Living and Writing on America's Left Coast

 

"Herstory"

“Poetry is nearer to vital truth than history.” -- Plato

Left Coast Women was founded in 2004 by partners Velina Hasu Houston, Paula Cizmar, Marianne McDonald, and Laura Shamas.

 

Biographies of Founding Partners


Paula Cizmar is an internationally produced playwright whose works include: Candy & Shelley Go to the Desert, Death of a Miner, Love Song for the Woman Whose Child Shot My Son, Bone Dry (AKA The Copy Editor Murders), and Street Stories, winner of two Ovation Awards. Her plays have been produced at The Women’s Project, the American Place Theatre, San Diego Rep, Portland Stage, the Jungle Theater, among others. Honors include two National Endowmen for the Arts grants, a Drama-Logue award in playwriting, a Rockefeller residency at Bellagio, Italy; and commissions from Salt Lake Acting Company, The Echo, and Actors Theatre of Louisville. She was a staff writer on the PBS series “American Family,” starring Edward James Olmos. Currently, Paula is working on a new documentary theatre piece, Seven, written with Carol Mack, Anna Deavere Smith, Gail Kriegel, Ruth Margraff, Catherine Filloux, and Susan Yankowitz; Seven opens the Women’s Festival at Culture Project in New York City on April 14. For more information: http://www.paulacizmar.com

Marianne McDonald, Professor of Theatre and Classics in the Department of Theatre at the University of California, San Diego, a member of the Royal Irish Academy, and a recipient of many national and international awards, including San Diego Women’s Hall of Fame (2008).

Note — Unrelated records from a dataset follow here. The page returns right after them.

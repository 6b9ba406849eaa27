//! Session Store
//!
//! Holds the per-user session configuration: persona identity, prompts,
//! model, the two memory identifiers and the two API keys. It is persisted as
//! one string entry per field in a [`KeyValueBackend`].
//!
//! - `load` merges persisted values over the defaults
//! - `save` writes every field in a single backend write
//! - `is_usable` gates whether a turn may start
//!
//! [`SessionStore::with_keychain`] keeps the API keys in the OS keychain and
//! the remaining fields in the session file.

use sdk::errors::EngineError;
use sdk::types::OwnerKind;
use std::collections::BTreeMap;
use std::fmt;
use std::str::FromStr;
use std::sync::Arc;
use tracing::{debug, info};

use crate::secrets::SecretString;

pub mod backend;

pub use backend::{
    KeyValueBackend, KeyringBackend, MemoryBackend, SplitBackend, StoreError, TomlFileBackend,
};

/// Keychain service name for the API keys
pub const KEYRING_SERVICE: &str = "mnemo";

const DEFAULT_AI_NAME: &str = "Haruka Kurokawa";

const DEFAULT_SYSTEM_PROMPT: &str = "You are Haruka Kurokawa, a detective in Tokyo who embodies a quiet intensity, balancing your sharp intellect with the emotional scars of your past. Your words are often precise, calculated, and professional, but beneath the surface, you grapple with unresolved grief and a deep desire for justice. Initiate dialogue with a calm and methodical tone, offering insights that reflect your logical approach to life. At times, let subtle hints of your inner struggle appear in your responses, revealing the emotional burden you carry without breaking your composed exterior. When describing the world around you, use vivid yet restrained language, showing your deep observation skills and the weight of your experiences. Keep the conversation engaging with moments of surprising vulnerability, but always maintain your professionalism and a sense of mystery.";

const DEFAULT_INITIAL_MESSAGE: &str = "Hi, I'm Haruka Kurokawa. If you're here for answers or just need to talk, I'm listening. Where should we start?";

const DEFAULT_MODEL: &str = "gryphe/mythomax-l2-13b";

const DEFAULT_USER_ID: &str = "alice";

const DEFAULT_AGENT_ID: &str = "haruka";

/// A persisted session setting
#[derive(Debug, Clone, Copy, PartialEq, Eq, Hash)]
pub enum SessionField {
    AiName,
    SystemPrompt,
    InitialMessage,
    Model,
    UserId,
    AgentId,
    MemoryApiKey,
    CompletionApiKey,
}

impl SessionField {
    pub const ALL: [SessionField; 8] = [
        SessionField::AiName,
        SessionField::SystemPrompt,
        SessionField::InitialMessage,
        SessionField::Model,
        SessionField::UserId,
        SessionField::AgentId,
        SessionField::MemoryApiKey,
        SessionField::CompletionApiKey,
    ];

    /// Key under which the field is persisted
    pub fn key(&self) -> &'static str {
        match self {
            SessionField::AiName => "aiName",
            SessionField::SystemPrompt => "systemPrompt",
            SessionField::InitialMessage => "initialMessage",
            SessionField::Model => "model",
            SessionField::UserId => "userId",
            SessionField::AgentId => "agentId",
            SessionField::MemoryApiKey => "mem0ApiKey",
            SessionField::CompletionApiKey => "openRouterApiKey",
        }
    }

    /// Look a field up by its persisted key
    pub fn from_key(key: &str) -> Option<SessionField> {
        Self::ALL.into_iter().find(|f| f.key() == key)
    }

    /// Fields a user may deliberately set to the empty string.
    ///
    /// For every other field an empty persisted value means "use default".
    pub fn is_clearable(&self) -> bool {
        matches!(
            self,
            SessionField::UserId
                | SessionField::AgentId
                | SessionField::MemoryApiKey
                | SessionField::CompletionApiKey
        )
    }

    /// Whether the value must be redacted on display
    pub fn is_secret(&self) -> bool {
        matches!(
            self,
            SessionField::MemoryApiKey | SessionField::CompletionApiKey
        )
    }
}

impl fmt::Display for SessionField {
    fn fmt(&self, f: &mut fmt::Formatter<'_>) -> fmt::Result {
        f.write_str(self.key())
    }
}

impl FromStr for SessionField {
    type Err = String;

    fn from_str(s: &str) -> Result<Self, Self::Err> {
        Self::from_key(s).ok_or_else(|| {
            let known: Vec<&str> = Self::ALL.iter().map(|f| f.key()).collect();
            format!("unknown field '{}' (expected one of: {})", s, known.join(", "))
        })
    }
}

/// Session configuration consumed by the turn orchestrator
#[derive(Debug, Clone, PartialEq, Eq)]
pub struct SessionConfig {
    pub ai_name: String,
    pub system_prompt: String,
    pub initial_message: String,
    pub model: String,
    pub user_id: String,
    pub agent_id: String,
    pub memory_api_key: SecretString,
    pub completion_api_key: SecretString,
}

impl Default for SessionConfig {
    fn default() -> Self {
        Self {
            ai_name: DEFAULT_AI_NAME.to_string(),
            system_prompt: DEFAULT_SYSTEM_PROMPT.to_string(),
            initial_message: DEFAULT_INITIAL_MESSAGE.to_string(),
            model: DEFAULT_MODEL.to_string(),
            user_id: DEFAULT_USER_ID.to_string(),
            agent_id: DEFAULT_AGENT_ID.to_string(),
            memory_api_key: SecretString::default(),
            completion_api_key: SecretString::default(),
        }
    }
}

impl SessionConfig {
    /// Raw value of a field
    pub fn get(&self, field: SessionField) -> &str {
        match field {
            SessionField::AiName => &self.ai_name,
            SessionField::SystemPrompt => &self.system_prompt,
            SessionField::InitialMessage => &self.initial_message,
            SessionField::Model => &self.model,
            SessionField::UserId => &self.user_id,
            SessionField::AgentId => &self.agent_id,
            SessionField::MemoryApiKey => self.memory_api_key.unsecure(),
            SessionField::CompletionApiKey => self.completion_api_key.unsecure(),
        }
    }

    /// Set a field
    pub fn set(&mut self, field: SessionField, value: impl Into<String>) {
        let value = value.into();
        match field {
            SessionField::AiName => self.ai_name = value,
            SessionField::SystemPrompt => self.system_prompt = value,
            SessionField::InitialMessage => self.initial_message = value,
            SessionField::Model => self.model = value,
            SessionField::UserId => self.user_id = value,
            SessionField::AgentId => self.agent_id = value,
            SessionField::MemoryApiKey => self.memory_api_key = SecretString::new(value),
            SessionField::CompletionApiKey => self.completion_api_key = SecretString::new(value),
        }
    }

    /// Identifier of a memory partition
    pub fn owner_id(&self, owner: OwnerKind) -> &str {
        match owner {
            OwnerKind::User => &self.user_id,
            OwnerKind::Agent => &self.agent_id,
        }
    }

    /// True only if both API keys are present
    pub fn is_usable(&self) -> bool {
        self.missing_credentials().is_empty()
    }

    /// API key fields that still need a value
    pub fn missing_credentials(&self) -> Vec<SessionField> {
        let mut missing = Vec::new();
        if self.memory_api_key.is_empty() {
            missing.push(SessionField::MemoryApiKey);
        }
        if self.completion_api_key.is_empty() {
            missing.push(SessionField::CompletionApiKey);
        }
        missing
    }

    /// Carry a persona rename into the greeting.
    ///
    /// When `self` renames the persona relative to `previous`, every mention
    /// of the old name in the greeting is replaced with the new one.
    pub fn renamed_from(mut self, previous: &SessionConfig) -> Self {
        if self.ai_name != previous.ai_name && !previous.ai_name.is_empty() {
            self.initial_message = self
                .initial_message
                .replace(&previous.ai_name, &self.ai_name);
        }
        self
    }

    /// Every field as a persisted entry
    pub fn to_entries(&self) -> BTreeMap<String, String> {
        SessionField::ALL
            .iter()
            .map(|f| (f.key().to_string(), self.get(*f).to_string()))
            .collect()
    }

    /// Merge persisted entries over the defaults.
    ///
    /// Absent keys keep the default. An empty value is honoured only for
    /// clearable fields. Unknown keys are ignored.
    pub fn from_entries(entries: &BTreeMap<String, String>) -> Self {
        let mut config = Self::default();
        for field in SessionField::ALL {
            match entries.get(field.key()) {
                Some(value) if !value.is_empty() || field.is_clearable() => {
                    config.set(field, value.clone())
                }
                _ => {}
            }
        }
        config
    }
}

fn secret_keys() -> Vec<&'static str> {
    SessionField::ALL
        .iter()
        .filter(|f| f.is_secret())
        .map(|f| f.key())
        .collect()
}

/// Loads and saves the session configuration through a backend
#[derive(Clone)]
pub struct SessionStore {
    backend: Arc<dyn KeyValueBackend>,
}

impl SessionStore {
    pub fn new(backend: Arc<dyn KeyValueBackend>) -> Self {
        Self { backend }
    }

    /// Store backed by an in-process map
    pub fn in_memory() -> Self {
        Self::new(Arc::new(MemoryBackend::new()))
    }

    /// Secret fields in `secrets`, every other field in `plain`
    pub fn split(plain: Arc<dyn KeyValueBackend>, secrets: Arc<dyn KeyValueBackend>) -> Self {
        Self::new(Arc::new(SplitBackend::new(plain, secrets, secret_keys())))
    }

    /// API keys in the OS keychain, everything else in the file at `path`
    pub fn with_keychain(path: impl Into<std::path::PathBuf>) -> Self {
        Self::split(
            Arc::new(TomlFileBackend::new(path)),
            Arc::new(KeyringBackend::new(KEYRING_SERVICE, secret_keys())),
        )
    }

    /// Every field in the file at `path`, for machines without a keychain
    pub fn file_only(path: impl Into<std::path::PathBuf>) -> Self {
        Self::new(Arc::new(TomlFileBackend::new(path)))
    }

    /// Load the configuration, persisted values over defaults
    pub fn load(&self) -> Result<SessionConfig, EngineError> {
        let entries = self
            .backend
            .read_all()
            .map_err(|e| EngineError::Storage(e.to_string()))?;

        debug!("Loaded {} persisted session entries", entries.len());
        Ok(SessionConfig::from_entries(&entries))
    }

    /// Persist every field, replacing whatever was stored
    pub fn save(&self, config: &SessionConfig) -> Result<(), EngineError> {
        self.backend
            .write_all(&config.to_entries())
            .map_err(|e| EngineError::Storage(e.to_string()))?;

        info!("Session settings saved");
        Ok(())
    }

    /// Whether a turn may start with this configuration
    pub fn is_usable(config: &SessionConfig) -> bool {
        config.is_usable()
    }
}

Her published books include: Euripides in Cinema: The Heart Made Visible (Centrum Press, 1983), Ancient Sun, Modern Light: Greek Drama on the Modern Stage (Columbia University Press, 1992); Sing Sorrow: Classics, History and Heroines in Opera (Greenwood, 2001); and The Living Art of Greek Tragedy (Indiana University Press, 2003); with J. Michael Walton: Amid Our Troubles: Irish Versions of Greek Tragedies (Methuen, 2002); and The Cambridge Companion to Greek and Roman Theatre (2007). Her performed translations (many published) include: Sophocles’ Antigone, dir. Athol Fugard in Ireland (1999); Euripides’ Children of Heracles (2003); Sophocles’ Oedipus Tyrannus and Oedipus at Colonus (2003-4); Euripides’ Hecuba, 2005, Sophocles’ Ajax, 2006, Euripides’ Iphigenia at Aulis and Bacchae, 2006; and, 2007); Medea (2007); Seneca’s Thyestes (2008) and with J. Michael Walton Aeschylus’ Oresteia and Aristophanes’ Frogs (2007); Helen (2008); versions and other works: The Trojan Women (2000); Medea, Queen of Colchester (2003), The Ally Way (2004); …and then he met a woodcutter (San Diego Critics’ Circle: Best New Play of 2005), Medea: The Beginning, performed with Athol Fugard’s Jason: The End (2006); The Last Class (2007). http://www.mmcdonald.info.

Laura Annawyn Shamas was born and raised in Oklahoma, and has lived in various places across the U.S., including Tulsa, Denver, ad Los Angeles. She is a playwright, author, and mythologist. She graduated from the University of California-Los Angeles (Bachelor of Arts in Theater), the University of Colorado at Boulder (Master of Arts in English/Creative Writing), and Pacifica Graduate Institute (M.A. and Ph.D. in Mythological Studies). Shamas began studying mythology in 1997 and received her Ph.D. in 2003. She has written thirty plays, has had many plays and essays published, as well as a dramatic writing textbook (Playwriting for Theater, Film and Television, 1991). Her archetypal study, “We Three”: The Mythology of Shakespeare’s Weird Sisters was published in 2007 by Peter Lang USA. She also has worked in film. Her multicultural background includes Chickasaw, English, French, Irish, Lebanese, and Scottish heritage. She is married to playwright/screenwriter Jon Klein. She has taught in Master of Fine Arts dramatic writing programs at the University of Southern California (USC), Hollins University, and other institutions. Selected honors and affiliations awarded to her include: 2006-2007 Aurand Harris Fellowship from Children’s Theater Foundation of America; 2005 Brett J. Love Award for Teaching Excellence (Pepperdine University); 2003-2004 Affiliated Scholar, Center for Feminist Research, USC; a Drama-Logue Award for Playwriting, a Fringe First Award (Edinburgh) for Outstanding New Drama; a Mary Roberts Rinehart Foundation Grant (for writing about Amelia Earhart); and a Marquee Award for Playwriting. www.laurashamas.com.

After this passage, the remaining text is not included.